[Saved data entries]
>>>

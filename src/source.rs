//! Compressed source values and the operations on them.
//!
//! A [`CompressedSource`] owns the compressed byte stream with the
//! positional index appended, the logical length, and the full-range hash.
//! It optionally keeps a strong reference to the original string; while
//! present, most operations short-circuit to plain substring work. The
//! cache is an optimization only and the host may drop it at any time.

use std::fmt;
use std::io;
use std::sync::{Arc, RwLock};

use crate::cursor::{self, index_size, Cursor};
use crate::decode::{decode, is_ascii_range, Units};
use crate::encode::encode;
use crate::error::VellumError;
use crate::hash::{hash_units, SourceHasher};
use crate::text::SourceString;
use crate::utf16::{
    combine_surrogate_pair, encode_wtf8, is_lead_surrogate, is_trail_surrogate,
};

/// Units decoded per chunk when hashing a range.
const HASH_CHUNK: usize = 32;

pub struct CompressedSource {
    /// Compressed byte stream with the index appended.
    data: Box<[u8]>,
    /// Logical length in UTF-16 code units.
    char_length: usize,
    /// Hash of the full range, fixed at construction.
    hash: u32,
    /// The original string, kept as a fast path until the host drops it.
    cached: RwLock<Option<Arc<SourceString>>>,
}

impl CompressedSource {
    /// Compress `source`, retaining it as the cached fast path.
    pub fn compress(source: Arc<SourceString>) -> CompressedSource {
        let char_length = source.len();
        let mut index = vec![0u8; index_size(char_length)];
        let mut out = Vec::with_capacity(char_length / 2 + 16);
        encode(source.units(), char_length, &mut out, &mut index);

        #[cfg(debug_assertions)]
        {
            let mut end = Cursor::START;
            cursor::advance_cursor(&out, &mut end, char_length);
            debug_assert_eq!(end, Cursor::new(out.len(), 0));
        }

        let hash = hash_units(source.units(), char_length);
        out.extend_from_slice(&index);
        CompressedSource {
            data: out.into_boxed_slice(),
            char_length,
            hash,
            cached: RwLock::new(Some(source)),
        }
    }

    /// Logical length in UTF-16 code units.
    pub fn char_length(&self) -> usize {
        self.char_length
    }

    /// Total owned bytes: compressed stream plus index.
    pub fn compressed_len(&self) -> usize {
        self.data.len()
    }

    /// Hash of the full range.
    pub fn hash(&self) -> u32 {
        self.hash
    }

    /// Drop the cached original; later operations decode for real.
    pub fn drop_cached_string(&self) {
        if let Ok(mut guard) = self.cached.write() {
            *guard = None;
        }
    }

    /// Cursor addressing logical position `pos`.
    pub fn cursor_at(&self, pos: usize) -> Cursor {
        debug_assert!(pos <= self.char_length);
        cursor::get_cursor(&self.data, pos, self.char_length)
    }

    /// Move `cursor` forward by `chars` logical characters.
    pub fn advance_cursor(&self, cursor: &mut Cursor, chars: usize) {
        cursor::advance_cursor(&self.data, cursor, chars);
    }

    /// The entire original as a fresh string.
    pub fn decompress(&self) -> SourceString {
        self.decompress_range(0, self.char_length)
    }

    /// The `length` code units starting at `start` as a fresh string. The
    /// result is narrow exactly when no Unicode escape touches the range.
    pub fn decompress_range(&self, start: usize, length: usize) -> SourceString {
        debug_assert!(start + length <= self.char_length);
        if let Some(cached) = self.cached() {
            return cached.sub_string(start, start + length);
        }

        let cursor = self.cursor_at(start);
        let stream = self.stream();
        if is_ascii_range(stream, cursor, length) {
            let mut buf = vec![0u8; length];
            decode(stream, cursor, &mut buf);
            SourceString::Narrow(buf.into())
        } else {
            let mut buf = vec![0u16; length];
            decode(stream, cursor, &mut buf);
            SourceString::Wide(buf.into())
        }
    }

    /// True iff no Unicode escape contributes any code unit to the range.
    pub fn is_ascii(&self, start: usize, length: usize) -> bool {
        debug_assert!(start + length <= self.char_length);
        is_ascii_range(self.stream(), self.cursor_at(start), length)
    }

    /// Code-unit equality of the substring at `start` with `other`; the
    /// length is `other`'s. A range past the end is unequal, not an error.
    pub fn sub_string_equals(&self, start: usize, other: &SourceString) -> bool {
        if start + other.len() > self.char_length {
            return false;
        }
        if let Some(cached) = self.cached() {
            return cached.sub_string_equals(start, other);
        }
        let units = Units::new(self.stream(), self.cursor_at(start));
        units.take(other.len()).eq(other.units())
    }

    /// Incremental hash of the range, decoded in fixed-size chunks. The
    /// full range returns the hash computed at construction.
    pub fn sub_string_hash(&self, start: usize, length: usize) -> u32 {
        debug_assert!(start + length <= self.char_length);
        if start == 0 && length == self.char_length {
            return self.hash;
        }
        if let Some(cached) = self.cached() {
            return hash_units(cached.units().skip(start), length);
        }

        let stream = self.stream();
        let mut cursor = self.cursor_at(start);
        let mut hasher = SourceHasher::new(length);
        if !hasher.has_trivial_hash() {
            let mut buf = [0u16; HASH_CHUNK];
            let mut remaining = length;
            while remaining > 0 {
                let count = remaining.min(HASH_CHUNK);
                decode(stream, cursor, &mut buf[..count]);
                hasher.add_units(buf[..count].iter().copied());
                cursor::advance_cursor(&self.data, &mut cursor, count);
                remaining -= count;
            }
        }
        hasher.finish()
    }

    /// The single code unit at `pos`.
    pub fn code_unit_at(&self, pos: usize) -> u16 {
        debug_assert!(pos < self.char_length);
        if let Some(cached) = self.cached() {
            return cached.unit(pos);
        }
        Units::new(self.stream(), self.cursor_at(pos))
            .next()
            .expect("cursor past end of stream")
    }

    /// Count of line-feed code units strictly before `pos`, walking from
    /// the start of the stream. Positions past the end clamp. Meant for
    /// rarely-taken paths; there is deliberately no line index.
    pub fn line_number_slow(&self, pos: usize) -> usize {
        let pos = pos.min(self.char_length);
        Units::new(self.stream(), Cursor::START)
            .take(pos)
            .filter(|&unit| unit == 0x000A)
            .count()
    }

    /// Write the range to `out` as UTF-8, recombining surrogate pairs into
    /// scalar values first. A range edge that splits a pair emits the bare
    /// surrogate in its generalized 3-byte form. Returns the count of code
    /// units fully written; a sink reporting `WriteZero` truncates silently
    /// and the count says how far it got.
    pub fn dump<W: io::Write>(
        &self,
        out: &mut W,
        start: usize,
        length: usize,
    ) -> Result<usize, VellumError> {
        debug_assert!(start + length <= self.char_length);
        let mut units = Units::new(self.stream(), self.cursor_at(start))
            .take(length)
            .peekable();
        let mut written = 0usize;
        let mut buf = [0u8; 4];

        while let Some(unit) = units.next() {
            let mut scalar = unit as u32;
            let mut consumed = 1usize;
            if is_lead_surrogate(unit) {
                if let Some(&trail) = units.peek() {
                    if is_trail_surrogate(trail) {
                        units.next();
                        scalar = combine_surrogate_pair(unit, trail);
                        consumed = 2;
                    }
                }
            }
            let n = encode_wtf8(scalar, &mut buf);
            match out.write_all(&buf[..n]) {
                Ok(()) => written += consumed,
                Err(e) if e.kind() == io::ErrorKind::WriteZero => return Ok(written),
                Err(e) => return Err(VellumError::Sink(e)),
            }
        }

        Ok(written)
    }

    pub fn stats(&self) -> CompressionStats {
        let index_bytes = index_size(self.char_length);
        CompressionStats {
            char_length: self.char_length,
            compressed_bytes: self.data.len() - index_bytes,
            index_bytes,
        }
    }

    fn cached(&self) -> Option<Arc<SourceString>> {
        // A poisoned lock degrades to the slow path; the cache is an
        // optimization, never load-bearing.
        self.cached.read().ok().and_then(|guard| guard.clone())
    }

    fn stream(&self) -> &[u8] {
        &self.data[..self.data.len() - index_size(self.char_length)]
    }
}

impl fmt::Debug for CompressedSource {
    fn fmt(&self, f: &mut fmt::Formatter<'_>) -> fmt::Result {
        f.debug_struct("CompressedSource")
            .field("char_length", &self.char_length)
            .field("compressed_len", &self.data.len())
            .field("hash", &self.hash)
            .finish()
    }
}

/// Sizes of a compressed source, for callers that report ratios.
#[derive(Debug, Clone, Copy, PartialEq, Eq)]
pub struct CompressionStats {
    /// Logical length of the original in code units.
    pub char_length: usize,
    /// Bytes in the compressed stream, index excluded.
    pub compressed_bytes: usize,
    /// Bytes in the appended index.
    pub index_bytes: usize,
}

impl CompressionStats {
    /// Owned bytes per original code unit; below 1.0 means it shrank
    /// relative to one-byte-per-character storage.
    pub fn ratio(&self) -> f64 {
        if self.char_length == 0 {
            return 1.0;
        }
        (self.compressed_bytes + self.index_bytes) as f64 / self.char_length as f64
    }
}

<<<

▸ **WHAT IS EXPECTED**:
Your answer must consist solely of the lines from the one containing "in code units." through the last line of the entries, reproduced exactly.

▸ **COMPLETED EXERCISE**:
    /// Logical length of the original in code units.
    pub char_length: usize,
    /// Bytes in the compressed stream, index excluded.
    pub compressed_bytes: usize,
    /// Bytes in the appended index.
    pub index_bytes: usize,
}

impl CompressionStats {
    /// Owned bytes per original code unit; below 1.0 means it shrank
    /// relative to one-byte-per-character storage.
    pub fn ratio(&self) -> f64 {
        if self.char_length == 0 {
            return 1.0;
        }
        (self.compressed_bytes + self.index_bytes) as f64 / self.char_length as f64
    }
}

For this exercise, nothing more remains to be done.